A la figura del intelectual en España le ha dedicado su obra más reciente David Jiménez Torres en ‘La palabra ambigua’, libro altamente recomendable. La ambigüedad del término intelectual viene de lejos, pero lo de ahora es un festival del despropósito. Si te van a mezclar con actores comprometidos y aun con periodistas a lo Elisa, si te va a avergonzar su compañía en algún manifiesto, ¿quién quiere ya que lo metan en el saco?

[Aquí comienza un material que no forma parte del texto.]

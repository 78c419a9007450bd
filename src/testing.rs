//! Testing utilities for bridge consumers.
//!
//! [`ConversionTester`] drives the resource codecs of a provider without a
//! running plugin: property maps go in, typed wire values come out, and the
//! round trip back is checked for loss. The fixture builders describe a small
//! storage provider that covers the shapes conversion cares about.
//!
//! # Example
//!
//! ```
//! use hemmer_tf_bridge::testing::{example_provider, ConversionTester, EXAMPLE_BUCKET};
//! use hemmer_tf_bridge::value::map_from_json;
//! use serde_json::json;
//!
//! let tester = ConversionTester::new(example_provider(), EXAMPLE_BUCKET);
//! tester.assert_round_trip(&map_from_json(&json!({
//!     "bucketName": "logs",
//!     "versioning": {"enabled": true}
//! })));
//! ```

use crate::convert::{decode_property_map, encode_property_map, ConvertOptions, Encoding};
use crate::error::Result;
use crate::info::ResourceInfo;
use crate::schema::{
    Attribute, AttributeFlags, AttributeType, Block, Diagnostic, DiagnosticSeverity, NestedBlock, Schema,
};
use crate::sdk::{SdkProvider, SdkResource, SdkSchema};
use crate::shim::sdkv2::V2Provider;
use crate::shim::Provider;
use crate::value::PropertyMap;
use crate::wire::WireValue;

/// Terraform token of the fixture bucket resource.
pub const EXAMPLE_BUCKET: &str = "example_bucket";

/// Terraform token of the fixture bucket data source.
pub const EXAMPLE_BUCKET_DATA: &str = "example_bucket_info";

// =========================================================================
// Fixtures
// =========================================================================

/// The fixture bucket resource.
///
/// It has a required string, a computed string, a sensitive string, a map,
/// a list of numbers, a `MaxItems = 1` block and a repeated block.
pub fn example_bucket() -> SdkResource {
    let versioning = SdkResource::new().with_field("enabled", SdkSchema::bool().optional());
    let lifecycle_rule = SdkResource::new()
        .with_field("prefix", SdkSchema::string().optional())
        .with_field("expiration_days", SdkSchema::int().required());

    SdkResource::new()
        .with_field("bucket_name", SdkSchema::string().required().force_new())
        .with_field("arn", SdkSchema::string().computed())
        .with_field("access_key", SdkSchema::string().optional().sensitive())
        .with_field("tags", SdkSchema::map_of(SdkSchema::string()).optional())
        .with_field("allowed_ports", SdkSchema::list_of(SdkSchema::int()).optional())
        .with_field(
            "versioning",
            SdkSchema::list_block(versioning).optional().with_max_items(1),
        )
        .with_field("lifecycle_rule", SdkSchema::list_block(lifecycle_rule).optional())
        .importable()
}

/// The fixture provider: a `region` setting, the bucket resource and a
/// bucket data source.
pub fn example_sdk_provider() -> SdkProvider {
    let info = SdkResource::new()
        .with_field("bucket_name", SdkSchema::string().required())
        .with_field("arn", SdkSchema::string().computed());

    SdkProvider::new()
        .with_config_field("region", SdkSchema::string().optional())
        .with_resource(EXAMPLE_BUCKET, example_bucket())
        .with_data_source(EXAMPLE_BUCKET_DATA, info)
}

/// The fixture provider behind the SDK v2 adapter.
pub fn example_provider() -> Provider {
    Provider::V2(V2Provider::new(example_sdk_provider()))
}

/// The framework schema of the fixture bucket.
pub fn example_framework_schema() -> Schema {
    let rule = Block::new()
        .with_attribute("prefix", Attribute::optional_string())
        .with_attribute(
            "expiration_days",
            Attribute::new(AttributeType::Int64, AttributeFlags::required()),
        );

    Schema::v0()
        .with_attribute("bucket_name", Attribute::required_string())
        .with_attribute("arn", Attribute::computed_string())
        .with_attribute("access_key", Attribute::optional_string().sensitive())
        .with_block("lifecycle_rule", NestedBlock::list(rule).with_max_items(10))
}

// =========================================================================
// Conversion harness
// =========================================================================

/// A test harness for the codecs of one resource.
///
/// Encoders and decoders are rebuilt on every call so overlays added with
/// [`ConversionTester::with_resource_info`] always apply.
#[derive(Debug, Clone)]
pub struct ConversionTester {
    encoding: Encoding,
    token: String,
}

impl ConversionTester {
    /// Create a tester for resource `token` of `provider`.
    pub fn new(provider: Provider, token: impl Into<String>) -> Self {
        Self {
            encoding: Encoding::new(provider),
            token: token.into(),
        }
    }

    /// Apply a resource overlay.
    pub fn with_resource_info(mut self, info: ResourceInfo) -> Self {
        self.encoding = self.encoding.with_resource_info(self.token.clone(), info);
        self
    }

    /// Override the conversion options.
    pub fn with_options(mut self, options: ConvertOptions) -> Self {
        self.encoding = self.encoding.with_options(options);
        self
    }

    /// The resource token under test.
    pub fn token(&self) -> &str {
        &self.token
    }

    /// Encode `inputs` into the resource's object type.
    pub fn encode(&self, inputs: &PropertyMap) -> Result<WireValue> {
        let encoder = self.encoding.new_resource_encoder(&self.token)?;
        encode_property_map(&encoder, inputs)
    }

    /// Decode a resource object back into properties.
    pub fn decode(&self, value: &WireValue) -> Result<PropertyMap> {
        let decoder = self.encoding.new_resource_decoder(&self.token)?;
        decode_property_map(&decoder, value)
    }

    /// Encode then decode `inputs`.
    pub fn round_trip(&self, inputs: &PropertyMap) -> Result<PropertyMap> {
        self.decode(&self.encode(inputs)?)
    }

    // =========================================================================
    // Assertions
    // =========================================================================

    /// Assert that `inputs` survive a round trip unchanged.
    ///
    /// # Panics
    ///
    /// Panics if either direction fails or the decoded map differs.
    pub fn assert_round_trip(&self, inputs: &PropertyMap) {
        match self.round_trip(inputs) {
            Ok(decoded) => assert_eq!(&decoded, inputs, "round trip of {} changed the inputs", self.token),
            Err(e) => panic!("round trip of {} failed: {}", self.token, e),
        }
    }

    /// Assert that `inputs` encode to `expected`.
    ///
    /// # Panics
    ///
    /// Panics if encoding fails or produces a different value.
    pub fn assert_encodes_to(&self, inputs: &PropertyMap, expected: &WireValue) {
        match self.encode(inputs) {
            Ok(actual) => assert_eq!(&actual, expected, "unexpected encoding for {}", self.token),
            Err(e) => panic!("encoding {} failed: {}", self.token, e),
        }
    }

    /// Assert that encoding `inputs` fails with a message containing
    /// `substring`.
    ///
    /// # Panics
    ///
    /// Panics if encoding succeeds or the error does not match.
    pub fn assert_encode_error_contains(&self, inputs: &PropertyMap, substring: &str) {
        match self.encode(inputs) {
            Ok(value) => panic!("expected encoding of {} to fail, got {:?}", self.token, value),
            Err(e) => assert!(
                e.to_string().contains(substring),
                "expected an error containing '{}', got '{}'",
                substring,
                e
            ),
        }
    }
}

// =========================================================================
// Diagnostic assertions
// =========================================================================

/// Assert that diagnostics contain no errors.
///
/// # Panics
///
/// Panics if any diagnostic has error severity.
pub fn assert_no_errors(diagnostics: &[Diagnostic]) {
    let errors: Vec<_> = errors(diagnostics).collect();
    assert!(errors.is_empty(), "Expected no errors, but got: {:?}", errors);
}

/// Assert that diagnostics contain at least one error.
///
/// # Panics
///
/// Panics if no diagnostic has error severity.
pub fn assert_has_errors(diagnostics: &[Diagnostic]) {
    assert!(
        errors(diagnostics).next().is_some(),
        "Expected at least one error, but got none"
    );
}

/// Assert that diagnostics contain an error whose summary or detail
/// contains `substring`.
///
/// # Panics
///
/// Panics if no error diagnostic matches.
pub fn assert_error_contains(diagnostics: &[Diagnostic], substring: &str) {
    let matched = errors(diagnostics).any(|d| {
        d.summary.contains(substring) || d.detail.as_deref().is_some_and(|detail| detail.contains(substring))
    });
    assert!(
        matched,
        "Expected an error containing '{}', but no matching error found. Errors: {:?}",
        substring,
        errors(diagnostics).map(|d| &d.summary).collect::<Vec<_>>()
    );
}

fn errors(diagnostics: &[Diagnostic]) -> impl Iterator<Item = &Diagnostic> {
    diagnostics
        .iter()
        .filter(|d| matches!(d.severity, DiagnosticSeverity::Error))
}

Debemos la más profunda reflexión sobre la naturaleza del intelectual a Maurice Blanchot (‘Les intellectuels en question’). Hay que retrotraerse al caso Dreyfus. Traduzco. «Los intelectuales se reconocieron como tales durante los años en que la defensa de un judío inocente, cuyas torturas anunciaban las de los campos raciales del siglo XX, no tenía solo el interés de una causa justa, sino que esta era su Causa: la que justificaba escribir, saber y pensar. Lo extraño de su intervención es que fuera colectiva, en tanto que su exigencia exaltaba la singularidad, de modo que se originó un universalismo individualista que mantiene bajo otros nombres su poder de atracción».

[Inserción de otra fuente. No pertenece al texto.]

//! Codecs for booleans, numbers and strings.

use super::{describe, Decoder, Encoder};
use crate::error::{BridgeError, Result};
use crate::flatmap::format_float;
use crate::value::PropertyValue;
use crate::wire::{WireType, WireValue};

/// Encodes booleans.
#[derive(Debug, Clone, Copy, Default)]
pub struct BoolEncoder;

impl Encoder for BoolEncoder {
    fn wire_type(&self) -> WireType {
        WireType::Bool
    }

    fn encode_known(&self, value: &PropertyValue) -> Result<WireValue> {
        match value {
            PropertyValue::Bool(b) => Ok(WireValue::bool(*b)),
            other => Err(BridgeError::conversion(format!(
                "expected a bool, got {}",
                other.type_name()
            ))),
        }
    }
}

/// Encodes numbers. Strings holding a number are accepted.
#[derive(Debug, Clone, Copy, Default)]
pub struct NumberEncoder;

impl Encoder for NumberEncoder {
    fn wire_type(&self) -> WireType {
        WireType::Number
    }

    fn encode_known(&self, value: &PropertyValue) -> Result<WireValue> {
        match value {
            PropertyValue::Number(n) => Ok(WireValue::number(*n)),
            PropertyValue::String(s) => s
                .trim()
                .parse::<f64>()
                .ok()
                .filter(|n| n.is_finite())
                .map(WireValue::number)
                .ok_or_else(|| BridgeError::conversion(format!("expected a number, got string {:?}", s))),
            other => Err(BridgeError::conversion(format!(
                "expected a number, got {}",
                other.type_name()
            ))),
        }
    }
}

/// Encodes strings. Booleans and numbers are formatted.
#[derive(Debug, Clone, Copy, Default)]
pub struct StringEncoder;

impl Encoder for StringEncoder {
    fn wire_type(&self) -> WireType {
        WireType::String
    }

    fn encode_known(&self, value: &PropertyValue) -> Result<WireValue> {
        match value {
            PropertyValue::String(s) => Ok(WireValue::string(s.as_str())),
            PropertyValue::Bool(b) => Ok(WireValue::string(b.to_string())),
            PropertyValue::Number(n) => Ok(WireValue::string(format_float(*n))),
            other => Err(BridgeError::conversion(format!(
                "expected a string, got {}",
                other.type_name()
            ))),
        }
    }
}

/// Decodes booleans.
#[derive(Debug, Clone, Copy, Default)]
pub struct BoolDecoder;

impl Decoder for BoolDecoder {
    fn decode_known(&self, value: &WireValue) -> Result<PropertyValue> {
        value
            .as_bool()
            .map(PropertyValue::Bool)
            .ok_or_else(|| BridgeError::conversion(format!("expected a bool, got {}", describe(value))))
    }
}

/// Decodes numbers.
#[derive(Debug, Clone, Copy, Default)]
pub struct NumberDecoder;

impl Decoder for NumberDecoder {
    fn decode_known(&self, value: &WireValue) -> Result<PropertyValue> {
        value
            .as_number()
            .map(PropertyValue::Number)
            .ok_or_else(|| BridgeError::conversion(format!("expected a number, got {}", describe(value))))
    }
}

/// Decodes strings.
#[derive(Debug, Clone, Copy, Default)]
pub struct StringDecoder;

impl Decoder for StringDecoder {
    fn decode_known(&self, value: &WireValue) -> Result<PropertyValue> {
        value
            .as_str()
            .map(PropertyValue::string)
            .ok_or_else(|| BridgeError::conversion(format!("expected a string, got {}", describe(value))))
    }
}

#[cfg(test)]
mod tests {
    use super::*;

    #[test]
    fn test_number_encoder_accepts_numeric_strings() {
        let enc = NumberEncoder;
        assert_eq!(enc.encode_known(&"42".into()).unwrap(), WireValue::number(42.0));
        assert_eq!(enc.encode_known(&" 1.5".into()).unwrap(), WireValue::number(1.5));

        let err = enc.encode_known(&"forty".into()).unwrap_err();
        assert_eq!(err.to_string(), "expected a number, got string \"forty\"");
        assert!(enc.encode_known(&true.into()).is_err());
    }

    #[test]
    fn test_string_encoder_formats_scalars() {
        let enc = StringEncoder;
        assert_eq!(enc.encode_known(&true.into()).unwrap(), WireValue::string("true"));
        assert_eq!(enc.encode_known(&PropertyValue::Number(8080.0)).unwrap(), WireValue::string("8080"));
        assert_eq!(enc.encode_known(&PropertyValue::Number(0.25)).unwrap(), WireValue::string("0.25"));
        assert!(enc.encode_known(&PropertyValue::Array(vec![])).is_err());
    }

    #[test]
    fn test_bool_encoder_is_strict() {
        assert_eq!(BoolEncoder.encode_known(&false.into()).unwrap(), WireValue::bool(false));
        assert!(BoolEncoder.encode_known(&"true".into()).is_err());
    }

    #[test]
    fn test_scalar_decoders() {
        assert_eq!(
            StringDecoder.to_property_value(&WireValue::string("a")).unwrap(),
            PropertyValue::string("a")
        );
        assert_eq!(
            BoolDecoder.to_property_value(&WireValue::bool(true)).unwrap(),
            PropertyValue::Bool(true)
        );
        let err = NumberDecoder.decode_known(&WireValue::string("1")).unwrap_err();
        assert_eq!(err.message(), "expected a number, got string");
    }
}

Pues bien, ¿dónde está el universalismo de nuestros intelectuales? ¿Dónde su individualismo? Es más, ¿dónde están ellos? A mí me vienen unos pocos a la mente. Aquí tenemos a Jon Juaristi. Y muy cerca a Fernando Savater. Ambos comprometidos con esa Causa que justifica escribir, saber y pensar. Incomprensiblemente, el primero no está en la Real Academia Española, y del segundo parece avergonzarse el principal medio donde escribe. La tontuna mediática no pensaría precisamente en ellos al evocar el compromiso, inherente al intelectual. Solo hay compromiso si este mira a la izquierda y está formado por gestitos. Pero el compromiso real con una causa justa, con la causa más justa a la que aquí y ahora podemos entregarnos, lo comprobé el lunes en el acto organizado por Jaime Mayor Oreja. Porque al menos media España tiene en mente que algo hay que hacer ante la acelerada desvirtuación de esta democracia nuestra. Y son pocos, muy pocos, los que articulan y proponen planes para seguir siendo un país libre y entero. El título del acto de NEOS lo dice todo: ¿Y ahora qué?

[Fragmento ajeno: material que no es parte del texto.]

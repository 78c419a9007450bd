//! Recursive type simplification.
//!
//! Provider schemas cannot express recursive blocks, so providers unroll
//! them to a fixed depth: a `statement` block contains an `and_statement`
//! block that contains a `statement` block, and so on, each level dropping
//! the deepest recursive attribute. The generated package document then
//! carries one named type per level.
//!
//! [`simplify_recursive_types`] detects these chains and rewrites them into
//! a single self-referencing type:
//!
//! 1. find recursion roots and their unrolled instances
//!    ([`RecursionDetector`]);
//! 2. point every instance at its root;
//! 3. among the types reachable from roots and instances, merge types that
//!    are structurally equal once step 2 is applied, keeping the shortest
//!    token (ties broken lexicographically);
//! 4. rewrite every `$ref` accordingly and drop the rewritten types.
//!
//! Running the simplification on its own output changes nothing.

mod comparer;
mod detector;

pub use comparer::Comparer;
pub use detector::{DetectedRecursion, RecursionDetector};

use crate::error::Result;
use crate::package::{rewrite_type_refs, starter_type_refs, type_ref_closure, PackageSpec, TypeRefs};
use std::collections::BTreeMap;
use tracing::{debug, info};

/// Options for [`simplify_recursive_types_with`].
#[derive(Debug, Clone)]
pub struct UnrollOptions {
    /// Merge structurally equal types reachable from recursion roots.
    pub collapse_equal_types: bool,
}

impl Default for UnrollOptions {
    fn default() -> Self {
        Self {
            collapse_equal_types: true,
        }
    }
}

impl UnrollOptions {
    /// Create the default options.
    pub fn new() -> Self {
        Self::default()
    }

    /// Set whether structurally equal types are merged.
    pub fn with_collapse_equal_types(mut self, collapse: bool) -> Self {
        self.collapse_equal_types = collapse;
        self
    }
}

/// Collapse unrolled recursion in `spec` with the default options.
///
/// The document is rewritten in place and should be treated as consumed:
/// rewritten types are removed from `types`.
pub fn simplify_recursive_types(spec: &mut PackageSpec) -> Result<()> {
    simplify_recursive_types_with(spec, &UnrollOptions::default())
}

/// Collapse unrolled recursion in `spec`.
pub fn simplify_recursive_types_with(spec: &mut PackageSpec, options: &UnrollOptions) -> Result<()> {
    let rewrites = rewrite_rules(spec, options)?;
    if rewrites.is_empty() {
        debug!("No unrolled recursion detected");
        return Ok(());
    }
    info!(rewrites = rewrites.len(), "Simplifying recursive types");
    rewrite_type_refs(spec, &rewrites)
}

/// Compute the token rewrites [`simplify_recursive_types_with`] applies,
/// without modifying `spec`.
///
/// Every key maps directly to a surviving token.
pub fn rewrite_rules(spec: &PackageSpec, options: &UnrollOptions) -> Result<BTreeMap<String, String>> {
    let starters = starter_type_refs(spec)?;
    let detected = RecursionDetector::new(spec).detect(&starters)?;

    let mut rules: BTreeMap<String, String> = BTreeMap::new();
    for (root, instances) in &detected {
        debug!(root = %root, instances = instances.len(), "Recursion root");
        for instance in instances {
            rules.insert(instance.clone(), root.clone());
        }
    }
    if rules.is_empty() {
        return Ok(rules);
    }

    if options.collapse_equal_types {
        let mut reachable = TypeRefs::new();
        reachable.extend(detected.keys().cloned());
        reachable.extend(rules.keys().cloned());
        let closure = type_ref_closure(spec, &reachable)?;

        let cmp = Comparer::new(spec);
        let root_rules = rules.clone();
        let cmp = cmp.with_rewrites(&root_rules);
        let mut classes: Vec<Vec<&str>> = Vec::new();
        for token in &closure {
            if root_rules.contains_key(token) || !spec.types.contains_key(token) {
                continue;
            }
            match classes.iter_mut().find(|class| cmp.equal_type_refs(class[0], token)) {
                Some(class) => class.push(token.as_str()),
                None => classes.push(vec![token.as_str()]),
            }
        }
        for class in classes.iter().filter(|class| class.len() > 1) {
            let best = best_token(class);
            for member in class.iter().filter(|member| **member != best) {
                debug!(from = %member, to = %best, "Merging equal type");
                rules.insert(member.to_string(), best.to_string());
            }
        }
    }

    Ok(resolve_chains(&rules))
}

/// The preferred name among equivalent tokens: shortest, then smallest.
pub fn best_token<'t>(tokens: &[&'t str]) -> &'t str {
    tokens
        .iter()
        .copied()
        .min_by(|a, b| a.len().cmp(&b.len()).then_with(|| a.cmp(b)))
        .unwrap_or_default()
}

fn resolve_chains(rules: &BTreeMap<String, String>) -> BTreeMap<String, String> {
    let mut resolved = BTreeMap::new();
    for from in rules.keys() {
        let mut target = from;
        let mut hops = 0;
        while let Some(next) = rules.get(target) {
            if hops > rules.len() {
                break;
            }
            target = next;
            hops += 1;
        }
        if target != from {
            resolved.insert(from.clone(), target.clone());
        }
    }
    resolved
}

En lo que ahora haya que hacer, en lo que hagamos, podemos tomar ejemplo de la estrategia de la izquierda, y desechar de inmediato todo el resto de su equipaje: sus fórmulas, su visión del mundo en blanco y negro, su arbitrismo caprichoso y compulsivo, su voluntad de construir un sistema donde solo se sienta cómoda media España, su desprecio al Estado de derecho. Y, muy especialmente, su probada incapacidad para entender la complejidad. A título de ejemplo: hay una mitad de ignorancia y otra mitad de construcción del enemigo en la nueva consigna del capitalismo despiadado, que ha ido a señalar -¡precisamente!- a la empresa que abarató los precios de la alimentación manteniendo la calidad. En un sector caracterizado por lo estrecho de los márgenes. Fijar precios es la típica propuesta de quien no entiende nada. Ya lo era cuando Hayek desarmó la planificación. Y ha llovido desde entonces. Seguir con eso a estas alturas trae tanta miseria material como intelectual.